WHAT YOU SHOULD DO:
Write out each line of the material again, word for word.

####################

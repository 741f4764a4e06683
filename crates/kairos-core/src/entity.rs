//! Entity vocabulary for the Kairos shim
//!
//! The shim exposes nine date/time entity slots. Each slot holds an
//! [`EntityConstructor`]; constructors produce [`EntityHandle`] values.
//! Kairos never looks inside an engine beyond these traits.

use std::fmt;

use crate::KairosResult;

/// The nine date/time entity slots known to the shim
#[derive(Clone, Copy, Debug, PartialEq, Eq, Hash, PartialOrd, Ord)]
pub enum EntityKind {
    Instant,
    ZonedDateTime,
    PlainDate,
    PlainTime,
    PlainDateTime,
    PlainYearMonth,
    PlainMonthDay,
    Duration,
    TimeZone,
}

impl EntityKind {
    /// All entity kinds, in slot order
    pub const ALL: [EntityKind; 9] = [
        EntityKind::Instant,
        EntityKind::ZonedDateTime,
        EntityKind::PlainDate,
        EntityKind::PlainTime,
        EntityKind::PlainDateTime,
        EntityKind::PlainYearMonth,
        EntityKind::PlainMonthDay,
        EntityKind::Duration,
        EntityKind::TimeZone,
    ];

    /// Position of this kind in slot order
    pub fn index(self) -> usize {
        self as usize
    }

    /// Well-known slot name, as engines expose it
    pub fn name(self) -> &'static str {
        match self {
            EntityKind::Instant => "Instant",
            EntityKind::ZonedDateTime => "ZonedDateTime",
            EntityKind::PlainDate => "PlainDate",
            EntityKind::PlainTime => "PlainTime",
            EntityKind::PlainDateTime => "PlainDateTime",
            EntityKind::PlainYearMonth => "PlainYearMonth",
            EntityKind::PlainMonthDay => "PlainMonthDay",
            EntityKind::Duration => "Duration",
            EntityKind::TimeZone => "TimeZone",
        }
    }
}

impl fmt::Display for EntityKind {
    fn fmt(&self, f: &mut fmt::Formatter<'_>) -> fmt::Result {
        f.write_str(self.name())
    }
}

/// Factory for one entity kind - what a facade slot holds
pub trait EntityConstructor: Send + Sync {
    /// Entity kind this constructor produces
    fn kind(&self) -> EntityKind;

    /// Construct a fresh value of this entity
    fn construct(&self) -> KairosResult<Box<dyn EntityHandle>>;

    /// Build a value from its canonical text form
    ///
    /// Stub constructors succeed here and hand back a poisoned handle;
    /// the failure surfaces when the handle is first used.
    fn parse(&self, text: &str) -> KairosResult<Box<dyn EntityHandle>>;
}

/// A constructed date/time value
pub trait EntityHandle: Send + Sync {
    /// Entity kind of this value
    fn kind(&self) -> EntityKind;

    /// Canonical text form of the value
    fn render(&self) -> KairosResult<String>;

    /// Zone capability of this value, if it carries one
    fn as_zone(&self) -> Option<&dyn ZoneOps> {
        None
    }
}

/// Operations specific to time zone entities
pub trait ZoneOps: Send + Sync {
    /// UTC offset at the given instant, in nanoseconds
    fn offset_nanoseconds_for(&self, instant: &dyn EntityHandle) -> KairosResult<i64>;
}
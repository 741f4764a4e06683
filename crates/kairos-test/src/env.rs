//! Scoped ambient-slot helpers
//!
//! The embedding environment owns the ambient binding; tests that play the
//! environment install an engine and must restore the slot afterwards,
//! panic or not. [`AmbientGuard`] does the restore on drop.

use std::sync::Arc;

use kairos_core::CapabilityEngine;
use kairos_resolve::AmbientSlot;

/// Installs an engine into a slot and uninstalls it on drop
pub struct AmbientGuard {
    slot: Arc<AmbientSlot>,
}

impl AmbientGuard {
    /// Install `engine` into `slot` for the guard's lifetime
    pub fn install(slot: Arc<AmbientSlot>, engine: Arc<dyn CapabilityEngine>) -> Self {
        slot.install(engine);
        AmbientGuard { slot }
    }
}

impl Drop for AmbientGuard {
    fn drop(&mut self) {
        self.slot.uninstall();
    }
}

#[cfg(test)]
mod tests {
    use crate::MockEngine;

    use super::*;

    #[test]
    fn test_guard_uninstalls_on_drop() {
        let slot = Arc::new(AmbientSlot::new());
        {
            let _guard = AmbientGuard::install(slot.clone(), Arc::new(MockEngine::full()));
            assert!(slot.is_present());
        }
        assert!(!slot.is_present());
    }
}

####################

SOLUTION FOR THIS PROBLEM:
repository 741f4764a4e06683
filename crates/kairos-core/src/entity.rs
//! Entity vocabulary for the Kairos shim
//!
//! The shim exposes nine date/time entity slots. Each slot holds an
//! [`EntityConstructor`]; constructors produce [`EntityHandle`] values.
//! Kairos never looks inside an engine beyond these traits.

use std::fmt;

use crate::KairosResult;

/// The nine date/time entity slots known to the shim
#[derive(Clone, Copy, Debug, PartialEq, Eq, Hash, PartialOrd, Ord)]
pub enum EntityKind {
    Instant,
    ZonedDateTime,
    PlainDate,
    PlainTime,
    PlainDateTime,
    PlainYearMonth,
    PlainMonthDay,
    Duration,
    TimeZone,
}

impl EntityKind {
    /// All entity kinds, in slot order
    pub const ALL: [EntityKind; 9] = [
        EntityKind::Instant,
        EntityKind::ZonedDateTime,
        EntityKind::PlainDate,
        EntityKind::PlainTime,
        EntityKind::PlainDateTime,
        EntityKind::PlainYearMonth,
        EntityKind::PlainMonthDay,
        EntityKind::Duration,
        EntityKind::TimeZone,
    ];

    /// Position of this kind in slot order
    pub fn index(self) -> usize {
        self as usize
    }

    /// Well-known slot name, as engines expose it
    pub fn name(self) -> &'static str {
        match self {
            EntityKind::Instant => "Instant",
            EntityKind::ZonedDateTime => "ZonedDateTime",
            EntityKind::PlainDate => "PlainDate",
            EntityKind::PlainTime => "PlainTime",
            EntityKind::PlainDateTime => "PlainDateTime",
            EntityKind::PlainYearMonth => "PlainYearMonth",
            EntityKind::PlainMonthDay => "PlainMonthDay",
            EntityKind::Duration => "Duration",
            EntityKind::TimeZone => "TimeZone",
        }
    }
}

impl fmt::Display for EntityKind {
    fn fmt(&self, f: &mut fmt::Formatter<'_>) -> fmt::Result {
        f.write_str(self.name())
    }
}

/// Factory for one entity kind - what a facade slot holds
pub trait EntityConstructor: Send + Sync {
    /// Entity kind this constructor produces
    fn kind(&self) -> EntityKind;

    /// Construct a fresh value of this entity
    fn construct(&self) -> KairosResult<Box<dyn EntityHandle>>;

    /// Build a value from its canonical text form
    ///
    /// Stub constructors succeed here and hand back a poisoned handle;
    /// the failure surfaces when the handle is first used.
    fn parse(&self, text: &str) -> KairosResult<Box<dyn EntityHandle>>;
}

/// A constructed date/time value
pub trait EntityHandle: Send + Sync {
    /// Entity kind of this value
    fn kind(&self) -> EntityKind;

    /// Canonical text form of the value
    fn render(&self) -> KairosResult<String>;

    /// Zone capability of this value, if it carries one
    fn as_zone(&self) -> Option<&dyn ZoneOps> {
        None
    }
}

/// Operations specific to time zone entities
pub trait ZoneOps: Send + Sync {
    /// UTC offset at the given instant, in nanoseconds
    fn offset_nanoseconds_for(&self, instant: &dyn EntityHandle) -> KairosResult<i64>;
}
repository 741f4764a4e06683
filename crates/kairos-test/src/env.rs
//! Scoped ambient-slot helpers
//!
//! The embedding environment owns the ambient binding; tests that play the
//! environment install an engine and must restore the slot afterwards,
//! panic or not. [`AmbientGuard`] does the restore on drop.

use std::sync::Arc;

use kairos_core::CapabilityEngine;
use kairos_resolve::AmbientSlot;

/// Installs an engine into a slot and uninstalls it on drop
pub struct AmbientGuard {
    slot: Arc<AmbientSlot>,
}

impl AmbientGuard {
    /// Install `engine` into `slot` for the guard's lifetime
    pub fn install(slot: Arc<AmbientSlot>, engine: Arc<dyn CapabilityEngine>) -> Self {
        slot.install(engine);
        AmbientGuard { slot }
    }
}

impl Drop for AmbientGuard {
    fn drop(&mut self) {
        self.slot.uninstall();
    }
}

#[cfg(test)]
mod tests {
    use crate::MockEngine;

    use super::*;

    #[test]
    fn test_guard_uninstalls_on_drop() {
        let slot = Arc::new(AmbientSlot::new());
        {
            let _guard = AmbientGuard::install(slot.clone(), Arc::new(MockEngine::full()));
            assert!(slot.is_present());
        }
        assert!(!slot.is_present());
    }
}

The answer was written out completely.